__DESCRIPTION OF THE TASK__
Please repeat the lines below exactly. Begin with the line containing "use async_trait::async_trait;" and go on through the line containing "pub fn messages(&self)".

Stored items
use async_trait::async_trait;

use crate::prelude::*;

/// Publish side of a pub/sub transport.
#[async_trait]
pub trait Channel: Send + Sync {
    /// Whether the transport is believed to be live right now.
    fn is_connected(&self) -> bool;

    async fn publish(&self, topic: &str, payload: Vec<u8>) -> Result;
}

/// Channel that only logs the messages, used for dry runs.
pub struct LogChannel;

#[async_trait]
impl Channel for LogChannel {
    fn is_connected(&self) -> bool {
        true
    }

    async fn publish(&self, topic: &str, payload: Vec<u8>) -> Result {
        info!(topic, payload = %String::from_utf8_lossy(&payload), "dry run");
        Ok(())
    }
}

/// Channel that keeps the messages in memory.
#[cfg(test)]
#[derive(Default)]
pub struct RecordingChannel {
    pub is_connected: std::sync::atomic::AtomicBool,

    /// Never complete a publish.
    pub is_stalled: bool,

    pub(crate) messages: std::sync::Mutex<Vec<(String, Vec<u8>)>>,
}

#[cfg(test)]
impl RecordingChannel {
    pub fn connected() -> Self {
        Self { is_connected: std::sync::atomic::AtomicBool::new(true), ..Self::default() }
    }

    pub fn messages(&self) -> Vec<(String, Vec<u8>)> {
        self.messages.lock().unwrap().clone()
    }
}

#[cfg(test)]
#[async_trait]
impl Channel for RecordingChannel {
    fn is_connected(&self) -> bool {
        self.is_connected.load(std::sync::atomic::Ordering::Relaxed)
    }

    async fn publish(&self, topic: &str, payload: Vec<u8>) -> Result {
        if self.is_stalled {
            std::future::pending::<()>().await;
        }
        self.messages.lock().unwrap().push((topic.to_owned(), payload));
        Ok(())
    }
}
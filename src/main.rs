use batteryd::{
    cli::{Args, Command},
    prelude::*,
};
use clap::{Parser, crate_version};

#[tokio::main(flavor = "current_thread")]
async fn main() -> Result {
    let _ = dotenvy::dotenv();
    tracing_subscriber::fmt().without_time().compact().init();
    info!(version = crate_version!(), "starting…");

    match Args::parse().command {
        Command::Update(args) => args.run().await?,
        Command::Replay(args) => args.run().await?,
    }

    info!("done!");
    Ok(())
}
* * *
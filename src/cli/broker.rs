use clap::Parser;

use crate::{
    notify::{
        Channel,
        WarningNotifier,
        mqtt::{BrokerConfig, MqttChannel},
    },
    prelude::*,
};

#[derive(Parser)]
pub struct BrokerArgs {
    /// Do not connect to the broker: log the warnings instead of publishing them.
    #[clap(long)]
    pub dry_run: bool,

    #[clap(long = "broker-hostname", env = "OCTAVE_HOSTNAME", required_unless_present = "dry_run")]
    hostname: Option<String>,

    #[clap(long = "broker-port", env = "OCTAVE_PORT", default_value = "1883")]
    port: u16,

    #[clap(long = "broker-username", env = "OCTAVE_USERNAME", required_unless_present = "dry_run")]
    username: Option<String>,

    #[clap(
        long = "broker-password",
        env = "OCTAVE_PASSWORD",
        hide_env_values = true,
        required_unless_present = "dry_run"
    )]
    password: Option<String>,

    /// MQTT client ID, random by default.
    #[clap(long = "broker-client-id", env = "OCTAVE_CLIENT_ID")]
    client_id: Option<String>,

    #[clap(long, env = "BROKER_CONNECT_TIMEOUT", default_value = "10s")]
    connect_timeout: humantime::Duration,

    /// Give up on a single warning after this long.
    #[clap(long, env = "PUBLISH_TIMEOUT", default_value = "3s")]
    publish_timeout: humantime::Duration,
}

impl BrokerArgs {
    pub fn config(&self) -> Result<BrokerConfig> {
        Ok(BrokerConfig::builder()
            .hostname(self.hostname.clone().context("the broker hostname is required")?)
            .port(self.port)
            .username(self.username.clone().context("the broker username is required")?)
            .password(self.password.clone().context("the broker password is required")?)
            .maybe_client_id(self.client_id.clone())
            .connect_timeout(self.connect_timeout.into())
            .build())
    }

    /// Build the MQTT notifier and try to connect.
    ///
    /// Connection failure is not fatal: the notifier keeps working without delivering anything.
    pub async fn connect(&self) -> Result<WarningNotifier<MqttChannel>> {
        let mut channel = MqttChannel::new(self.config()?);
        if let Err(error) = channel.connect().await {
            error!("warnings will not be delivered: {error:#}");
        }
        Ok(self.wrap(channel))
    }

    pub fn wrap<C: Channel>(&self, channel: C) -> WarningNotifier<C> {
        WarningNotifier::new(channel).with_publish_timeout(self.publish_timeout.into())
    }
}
--
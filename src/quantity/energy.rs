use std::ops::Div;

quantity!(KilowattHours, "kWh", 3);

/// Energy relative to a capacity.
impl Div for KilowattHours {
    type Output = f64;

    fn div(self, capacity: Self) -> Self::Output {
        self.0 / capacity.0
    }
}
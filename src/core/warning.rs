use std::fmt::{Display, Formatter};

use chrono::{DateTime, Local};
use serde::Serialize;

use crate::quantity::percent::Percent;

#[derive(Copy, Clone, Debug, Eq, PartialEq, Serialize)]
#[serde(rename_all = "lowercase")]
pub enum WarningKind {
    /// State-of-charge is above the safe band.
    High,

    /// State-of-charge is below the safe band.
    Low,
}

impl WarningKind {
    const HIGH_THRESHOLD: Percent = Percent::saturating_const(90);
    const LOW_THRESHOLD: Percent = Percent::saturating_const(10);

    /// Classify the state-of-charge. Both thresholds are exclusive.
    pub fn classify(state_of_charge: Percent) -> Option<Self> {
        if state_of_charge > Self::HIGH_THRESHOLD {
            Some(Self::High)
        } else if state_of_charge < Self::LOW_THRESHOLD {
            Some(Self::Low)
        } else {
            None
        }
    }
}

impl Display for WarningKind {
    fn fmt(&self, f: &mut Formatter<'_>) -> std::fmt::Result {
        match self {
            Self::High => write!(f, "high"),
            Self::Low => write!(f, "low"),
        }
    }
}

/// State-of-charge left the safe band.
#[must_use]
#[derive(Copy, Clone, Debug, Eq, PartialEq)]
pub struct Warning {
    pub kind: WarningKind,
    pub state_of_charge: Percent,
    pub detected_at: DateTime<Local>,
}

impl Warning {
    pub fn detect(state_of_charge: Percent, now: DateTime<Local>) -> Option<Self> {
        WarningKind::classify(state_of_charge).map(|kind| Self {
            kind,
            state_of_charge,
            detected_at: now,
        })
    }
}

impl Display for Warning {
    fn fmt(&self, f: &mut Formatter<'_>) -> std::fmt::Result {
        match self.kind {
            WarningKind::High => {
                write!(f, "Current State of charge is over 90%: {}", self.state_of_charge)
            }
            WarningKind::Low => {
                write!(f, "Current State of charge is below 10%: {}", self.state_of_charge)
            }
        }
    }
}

__SOLUTION BELOW__
use async_trait::async_trait;

use crate::prelude::*;

/// Publish side of a pub/sub transport.
#[async_trait]
pub trait Channel: Send + Sync {
    /// Whether the transport is believed to be live right now.
    fn is_connected(&self) -> bool;

    async fn publish(&self, topic: &str, payload: Vec<u8>) -> Result;
}

/// Channel that only logs the messages, used for dry runs.
pub struct LogChannel;

#[async_trait]
impl Channel for LogChannel {
    fn is_connected(&self) -> bool {
        true
    }

    async fn publish(&self, topic: &str, payload: Vec<u8>) -> Result {
        info!(topic, payload = %String::from_utf8_lossy(&payload), "dry run");
        Ok(())
    }
}

/// Channel that keeps the messages in memory.
#[cfg(test)]
#[derive(Default)]
pub struct RecordingChannel {
    pub is_connected: std::sync::atomic::AtomicBool,

    /// Never complete a publish.
    pub is_stalled: bool,

    pub(crate) messages: std::sync::Mutex<Vec<(String, Vec<u8>)>>,
}

#[cfg(test)]
impl RecordingChannel {
    pub fn connected() -> Self {
        Self { is_connected: std::sync::atomic::AtomicBool::new(true), ..Self::default() }
    }

    pub fn messages(&self) -> Vec<(String, Vec<u8>)> {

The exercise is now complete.